→ YOUR GOAL
Find the word "super" in the data, then copy each line where it is found.

□ □ □ □

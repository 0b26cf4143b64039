//! This crate defines the physical layer of tabulon: immutable, typed columns
//! over shared byte buffers, together with the algorithms that operate on them
//! (search, filtering, gathering, appending, merge joins) and the versioned
//! binary format used to persist them.

#![deny(
    missing_debug_implementations,
    missing_copy_implementations,
    trivial_casts,
    trivial_numeric_casts
)]
#![warn(
    missing_docs,
    unused_import_braces,
    unused_qualifications,
    unused_extern_crates,
    variant_size_differences,
    clippy::cast_possible_truncation,
    clippy::cast_possible_wrap
)]

pub mod bitmap;
pub mod buffer;
pub mod columnar;
pub mod datatypes;
pub mod error;
pub mod management;
pub mod serialization;
pub mod util;

pub use columnar::{
    any_column::{AnyColumn, AnyValue},
    builder::{Builder, BuilderOptions, ColumnBuilder, Validation},
    characteristics::Characteristics,
    column::Column,
    search::{Hone, SearchOutcome},
};
pub use error::{Error, Result};
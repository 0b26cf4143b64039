use std::{
    cmp::Ordering,
    fmt::{Debug, Display},
};

use super::{ElementType, FixedWidth};

/// Values that are stored as two aligned fixed-width columns.
///
/// Values are ordered lexicographically, first by [Composite::First],
/// then by [Composite::Second].
pub trait Composite: Copy + Debug + PartialEq + Send + Sync + 'static {
    /// Type of the first component
    type First: FixedWidth;
    /// Type of the second component
    type Second: FixedWidth;

    /// Corresponding [ElementType]
    const ELEMENT_TYPE: ElementType;

    /// Split this value into its components.
    fn split(self) -> (Self::First, Self::Second);

    /// Combine two components into a value.
    fn join(first: Self::First, second: Self::Second) -> Self;

    /// Lexicographic comparison of the components.
    fn compare(&self, other: &Self) -> Ordering {
        let (first, second) = self.split();
        let (other_first, other_second) = other.split();
        first
            .compare(&other_first)
            .then_with(|| second.compare(&other_second))
    }
}

/// 128-bit identifier, e.g. a UUID, split into its signed high and low halves.
#[derive(Debug, Clone, Copy, PartialEq, Eq, Hash, PartialOrd, Ord, Default)]
pub struct Id128 {
    /// Most significant 64 bits
    pub high: i64,
    /// Least significant 64 bits
    pub low: i64,
}

impl Id128 {
    /// Create an identifier from its two halves.
    pub fn new(high: i64, low: i64) -> Self {
        Self { high, low }
    }

    /// The identifier as an unsigned 128-bit number.
    #[allow(clippy::cast_sign_loss)]
    pub fn as_u128(&self) -> u128 {
        (u128::from(self.high as u64) << 64) | u128::from(self.low as u64)
    }
}

impl From<u128> for Id128 {
    #[allow(clippy::cast_possible_truncation, clippy::cast_possible_wrap)]
    fn from(value: u128) -> Self {
        Self {
            high: (value >> 64) as u64 as i64,
            low: value as u64 as i64,
        }
    }
}

impl Display for Id128 {
    fn fmt(&self, f: &mut std::fmt::Formatter<'_>) -> std::fmt::Result {
        let value = self.as_u128();
        write!(
            f,
            "{:08x}-{:04x}-{:04x}-{:04x}-{:012x}",
            value >> 96,
            (value >> 80) & 0xffff,
            (value >> 64) & 0xffff,
            (value >> 48) & 0xffff,
            value & 0xffff_ffff_ffff
        )
    }
}

impl Composite for Id128 {
    type First = i64;
    type Second = i64;

    const ELEMENT_TYPE: ElementType = ElementType::Id128;

    fn split(self) -> (i64, i64) {
        (self.high, self.low)
    }

    fn join(first: i64, second: i64) -> Self {
        Self::new(first, second)
    }
}

/// Point in time as seconds since the epoch plus a nanosecond adjustment.
#[derive(Debug, Clone, Copy, PartialEq, Eq, Hash, PartialOrd, Ord, Default)]
pub struct Instant {
    /// Seconds since 1970-01-01T00:00:00Z
    pub seconds: i64,
    /// Nanoseconds within the second, in `0..1_000_000_000`
    pub nanos: i32,
}

impl Instant {
    /// Create an instant, normalizing `nanos` into the range of one second.
    pub fn new(seconds: i64, nanos: i64) -> Self {
        let seconds = seconds + nanos.div_euclid(1_000_000_000);
        #[allow(clippy::cast_possible_truncation)]
        let nanos = nanos.rem_euclid(1_000_000_000) as i32;
        Self { seconds, nanos }
    }
}

impl Display for Instant {
    fn fmt(&self, f: &mut std::fmt::Formatter<'_>) -> std::fmt::Result {
        write!(f, "{}.{:09}s", self.seconds, self.nanos)
    }
}

impl Composite for Instant {
    type First = i64;
    type Second = i32;

    const ELEMENT_TYPE: ElementType = ElementType::Instant;

    fn split(self) -> (i64, i32) {
        (self.seconds, self.nanos)
    }

    fn join(first: i64, second: i32) -> Self {
        Self {
            seconds: first,
            nanos: second,
        }
    }
}

#[cfg(test)]
mod test {
    use std::cmp::Ordering;

    use super::{Composite, Id128, Instant};

    #[test]
    fn id128_formats_like_uuid() {
        let id = Id128::from(0x0123_4567_89ab_cdef_0011_2233_4455_6677u128);
        assert_eq!(id.to_string(), "01234567-89ab-cdef-0011-223344556677");
        assert_eq!(id.as_u128(), 0x0123_4567_89ab_cdef_0011_2233_4455_6677u128);
    }

    #[test]
    fn composite_order_is_lexicographic() {
        let a = Id128::new(1, 9);
        let b = Id128::new(2, 0);
        let c = Id128::new(2, 1);
        assert_eq!(Composite::compare(&a, &b), Ordering::Less);
        assert_eq!(Composite::compare(&c, &b), Ordering::Greater);
        assert_eq!(Composite::compare(&c, &c), Ordering::Equal);
    }

    #[test]
    fn instant_normalizes_nanos() {
        assert_eq!(Instant::new(10, 1_500_000_000), Instant::join(11, 500_000_000));
        assert_eq!(Instant::new(10, -1), Instant::join(9, 999_999_999));
        assert_eq!(Instant::new(3, 5).to_string(), "3.000000005s");
    }
}
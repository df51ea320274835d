//
// Copyright 2025-2026 Hans W. Uhlig. All Rights Reserved.
//
// Licensed under the Apache License, Version 2.0 (the "License");
// you may not use this file except in compliance with the License.
// You may obtain a copy of the License at
//
//      http://www.apache.org/licenses/LICENSE-2.0
//
// Unless required by applicable law or agreed to in writing, software
// distributed under the License is distributed on an "AS IS" BASIS,
// WITHOUT WARRANTIES OR CONDITIONS OF ANY KIND, either express or implied.
// See the License for the specific language governing permissions and
// limitations under the License.
//

//! World context
//!
//! Owns the hecs world and everything keyed by it: the id registry, feature
//! modules, sync cache and sessions. All simulation happens through
//! `&mut WorldContext`, so command handling and ticking never interleave.

use crate::config::{Configuration, Role};
use crate::ecs::components::{
    Bounds, Companion, CompanionError, Dirty, Health, Orientation, Position, Provoked,
    StatusEffects, Velocity,
};
use crate::ecs::registry::EntityRegistry;
use crate::ecs::systems::{
    self, CommandOutcome, FeatureModule, MovementController, SyncSystem, TickContext,
};
use crate::ecs::{EcsEntity, FlatTerrain, GameWorld, SideEffect, Terrain};
use crate::persistence::{CompanionSave, PersistenceError};
use crate::profile::{ProfileError, ProfileService};
use crate::session::{OutboundSender, SessionManager};
use menagerie_common::{
    Archetype, ClientMessage, CompanionId, CompanionSnapshot, PlayerId, ResolvedProfile,
    ServerMessage, Skin, SkinSource,
};
use metrics::gauge;
use rand::SeedableRng;
use rand::rngs::StdRng;
use std::collections::HashMap;
use std::sync::Arc;
use tokio::sync::mpsc;

/// Default maximum health for a freshly spawned companion
pub const COMPANION_HEALTH: f32 = 20.0;
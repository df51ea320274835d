//
// Copyright 2025-2026 Hans W. Uhlig. All Rights Reserved.
//
// Licensed under the Apache License, Version 2.0 (the "License");
// you may not use this file except in compliance with the License.
// You may obtain a copy of the License at
//
//      http://www.apache.org/licenses/LICENSE-2.0
//
// Unless required by applicable law or agreed to in writing, software
// distributed under the License is distributed on an "AS IS" BASIS,
// WITHOUT WARRANTIES OR CONDITIONS OF ANY KIND, either express or implied.
// See the License for the specific language governing permissions and
// limitations under the License.
//

use crate::ecs::components::{Companion, CompanionError, Position};
use crate::ecs::systems::{TickContext, component_mut, position_of};
use crate::ecs::{EcsEntity, SideEffect};

/// Keep a held target angry for another full anger window
///
/// Only a target still inside the targeting radius refreshes anger. One that
/// got away is chased until the remaining anger runs out.
pub(super) fn refresh_anger(
    ctx: &mut TickContext<'_>,
    entity: EcsEntity,
) -> Result<(), CompanionError> {
    let anger_duration = ctx.config.features.guard.anger_duration;
    let radius = ctx.config.targeting.radius;
    let origin = position_of(ctx.world, entity)?;
    let mut companion = component_mut::<Companion>(ctx.world, entity)?;
    let Some(target) = companion.target else {
        return Ok(());
    };
    let nearby = ctx
        .world
        .get::<&Position>(target)
        .is_ok_and(|position| origin.within(&position, radius));
    if nearby {
        companion.anger_ticks = anger_duration;
        tracing::trace!("Guard {:?} stays angry at {:?}", entity, target);
    }
    Ok(())
}

/// Per-tick ranged attack charge
///
/// Charge builds while the target is in range and visible, fires a projectile
/// at the threshold, and bleeds off one step per tick otherwise.
pub(super) fn charge(
    ctx: &mut TickContext<'_>,
    entity: EcsEntity,
) -> Result<Vec<SideEffect>, CompanionError> {
    let config = &ctx.config.features.guard;
    if !config.ranged {
        return Ok(Vec::new());
    }

    let origin = position_of(ctx.world, entity)?;
    let mut companion = component_mut::<Companion>(ctx.world, entity)?;

    let aimed = companion.target.filter(|target| {
        ctx.world
            .get::<&Position>(*target)
            .map(|position| {
                origin.within(&position, config.attack_range)
                    && ctx.terrain.line_of_sight(&origin.0, &position.0)
            })
            .unwrap_or(false)
    });

    match aimed {
        Some(target) => {
            companion.charge += 1;
            if companion.charge >= config.charge_threshold {
                companion.charge = 0;
                tracing::debug!("Guard {:?} fires at {:?}", entity, target);
                return Ok(vec![SideEffect::Projectile {
                    from: entity,
                    target,
                }]);
            }
        }
        None => companion.charge = companion.charge.saturating_sub(1),
    }
    Ok(Vec::new())
}

#[cfg(test)]
mod tests {
    use super::*;
    use crate::ecs::test_utils::TestWorld;
    use menagerie_common::Archetype;

    #[test]
    fn test_charge_fires_at_threshold() {
        let mut test = TestWorld::new();
        test.config.features.guard.charge_threshold = 3;
        let guard = test.companion(Archetype::Guard, Position::new(0.0, 64.0, 0.0));
        let monster = test.monster(Position::new(5.0, 64.0, 0.0));
        test.world.get::<&mut Companion>(guard).unwrap().target = Some(monster);

        let mut fired = Vec::new();
        for _ in 0..3 {
            fired.extend(charge(&mut test.tick_context(), guard).unwrap());
        }

        assert_eq!(
            fired,
            vec![SideEffect::Projectile {
                from: guard,
                target: monster
            }]
        );
        assert_eq!(test.world.get::<&Companion>(guard).unwrap().charge, 0);
    }

    #[test]
    fn test_charge_decays_without_target() {
        let mut test = TestWorld::new();
        let guard = test.companion(Archetype::Guard, Position::new(0.0, 64.0, 0.0));
        let monster = test.monster(Position::new(30.0, 64.0, 0.0));
        {
            let mut companion = test.world.get::<&mut Companion>(guard).unwrap();
            companion.target = Some(monster);
            companion.charge = 2;
        }

        charge(&mut test.tick_context(), guard).unwrap();
        assert_eq!(test.world.get::<&Companion>(guard).unwrap().charge, 1);
        charge(&mut test.tick_context(), guard).unwrap();
        charge(&mut test.tick_context(), guard).unwrap();
        assert!(!test.world.get::<&Companion>(guard).unwrap().charging());
    }

    #[test]
    fn test_melee_guard_never_charges() {
        let mut test = TestWorld::new();
        test.config.features.guard.ranged = false;
        let guard = test.companion(Archetype::Guard, Position::new(0.0, 64.0, 0.0));
        let monster = test.monster(Position::new(2.0, 64.0, 0.0));
        test.world.get::<&mut Companion>(guard).unwrap().target = Some(monster);

        assert!(charge(&mut test.tick_context(), guard).unwrap().is_empty());
        assert_eq!(test.world.get::<&Companion>(guard).unwrap().charge, 0);
    }

    #[test]
    fn test_refresh_anger() {
        let mut test = TestWorld::new();
        let guard = test.companion(Archetype::Guard, Position::new(0.0, 64.0, 0.0));
        refresh_anger(&mut test.tick_context(), guard).unwrap();
        assert_eq!(test.world.get::<&Companion>(guard).unwrap().anger_ticks, 0);

        let monster = test.monster(Position::new(2.0, 64.0, 0.0));
        test.world.get::<&mut Companion>(guard).unwrap().target = Some(monster);
        refresh_anger(&mut test.tick_context(), guard).unwrap();
        assert_eq!(test.world.get::<&Companion>(guard).unwrap().anger_ticks, 400);
    }

    #[test]
    fn test_distant_target_does_not_refresh_anger() {
        let mut test = TestWorld::new();
        let guard = test.companion(Archetype::Guard, Position::new(0.0, 64.0, 0.0));
        let monster = test.monster(Position::new(500.0, 64.0, 0.0));
        {
            let mut companion = test.world.get::<&mut Companion>(guard).unwrap();
            companion.target = Some(monster);
            companion.anger_ticks = 10;
        }

        refresh_anger(&mut test.tick_context(), guard).unwrap();
        assert_eq!(test.world.get::<&Companion>(guard).unwrap().anger_ticks, 10);
    }
}
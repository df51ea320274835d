//
// Copyright 2025-2026 Hans W. Uhlig. All Rights Reserved.
//
// Licensed under the Apache License, Version 2.0 (the "License");
// you may not use this file except in compliance with the License.
// You may obtain a copy of the License at
//
//      http://www.apache.org/licenses/LICENSE-2.0
//
// Unless required by applicable law or agreed to in writing, software
// distributed under the License is distributed on an "AS IS" BASIS,
// WITHOUT WARRANTIES OR CONDITIONS OF ANY KIND, either express or implied.
// See the License for the specific language governing permissions and
// limitations under the License.
//

use crate::ecs::components::{Companion, CompanionError, Health, Player, Position, TamedAnimal};
use crate::ecs::effects::ParticleKind;
use crate::ecs::systems::{TickContext, companion_of, position_of};
use crate::ecs::{EcsEntity, SideEffect};
use hecs::Entity;

/// Heal damaged players, then damaged pets of the same owner
///
/// Healing grants no experience.
pub(super) fn heal(
    ctx: &mut TickContext<'_>,
    entity: EcsEntity,
) -> Result<Vec<SideEffect>, CompanionError> {
    let config = &ctx.config.features.healer;
    let origin = position_of(ctx.world, entity)?;
    let owner = companion_of(ctx.world, entity)?.owner();

    let mut patients: Vec<Entity> = ctx
        .world
        .query::<(Entity, &Player, &Position, &Health)>()
        .iter()
        .filter(|(_, _, position, health)| health.is_damaged() && origin.within(position, config.radius))
        .map(|(player, ..)| player)
        .collect();

    if let Some(owner) = owner {
        patients.extend(
            ctx.world
                .query::<(Entity, &TamedAnimal, &Position, &Health)>()
                .iter()
                .filter(|(_, tamed, position, health)| {
                    tamed.owner == owner
                        && health.is_damaged()
                        && origin.within(position, config.radius)
                })
                .map(|(animal, ..)| animal),
        );
        patients.extend(
            ctx.world
                .query::<(Entity, &Companion, &Position, &Health)>()
                .iter()
                .filter(|(_, companion, position, health)| {
                    companion.is_owned_by(owner)
                        && health.is_damaged()
                        && origin.within(position, config.radius)
                })
                .map(|(companion, ..)| companion),
        );
    }

    let mut effects = Vec::new();
    for patient in patients {
        let Ok(mut health) = ctx.world.get::<&mut Health>(patient) else {
            continue;
        };
        if health.heal(config.amount) > 0.0 {
            effects.push(SideEffect::Particles {
                at: position_of(ctx.world, patient)?.0,
                kind: ParticleKind::Heal,
            });
        }
    }

    if !effects.is_empty() {
        tracing::debug!("Companion {:?} healed {} entities", entity, effects.len());
    }
    Ok(effects)
}
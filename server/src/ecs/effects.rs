//
// Copyright 2025-2026 Hans W. Uhlig. All Rights Reserved.
//
// Licensed under the Apache License, Version 2.0 (the "License");
// you may not use this file except in compliance with the License.
// You may obtain a copy of the License at
//
//      http://www.apache.org/licenses/LICENSE-2.0
//
// Unless required by applicable law or agreed to in writing, software
// distributed under the License is distributed on an "AS IS" BASIS,
// WITHOUT WARRANTIES OR CONDITIONS OF ANY KIND, either express or implied.
// See the License for the specific language governing permissions and
// limitations under the License.
//

//! Observable results of a tick
//!
//! Systems never play sounds or spawn particles themselves. They return
//! descriptions that the host forwards to its own sound and particle
//! subsystems.

use hecs::Entity;
use nalgebra::Vector3;
use serde::{Deserialize, Serialize};

#[derive(Debug, Clone, Copy, PartialEq, Eq, Serialize, Deserialize)]
pub enum SoundCue {
    /// Ambient noise a sitting companion makes now and then
    IdleCue,
}

#[derive(Debug, Clone, Copy, PartialEq, Eq, Serialize, Deserialize)]
pub enum ParticleKind {
    Heal,
    Buff,
    Collect,
}

#[derive(Debug, Clone, PartialEq)]
pub enum SideEffect {
    Sound {
        at: Vector3<f32>,
        sound: SoundCue,
    },
    Particles {
        at: Vector3<f32>,
        kind: ParticleKind,
    },
    /// A ranged guard fired at its target
    Projectile {
        from: Entity,
        target: Entity,
    },
    Jump {
        entity: Entity,
    },
}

□ □ □ □

→ ANSWER TO THE PROBLEM
use super::{ElementType, FixedWidth};
    use super::{Composite, Id128, Instant};
pub(super) fn refresh_anger(
pub(super) fn charge(
    use super::*;
pub(super) fn heal(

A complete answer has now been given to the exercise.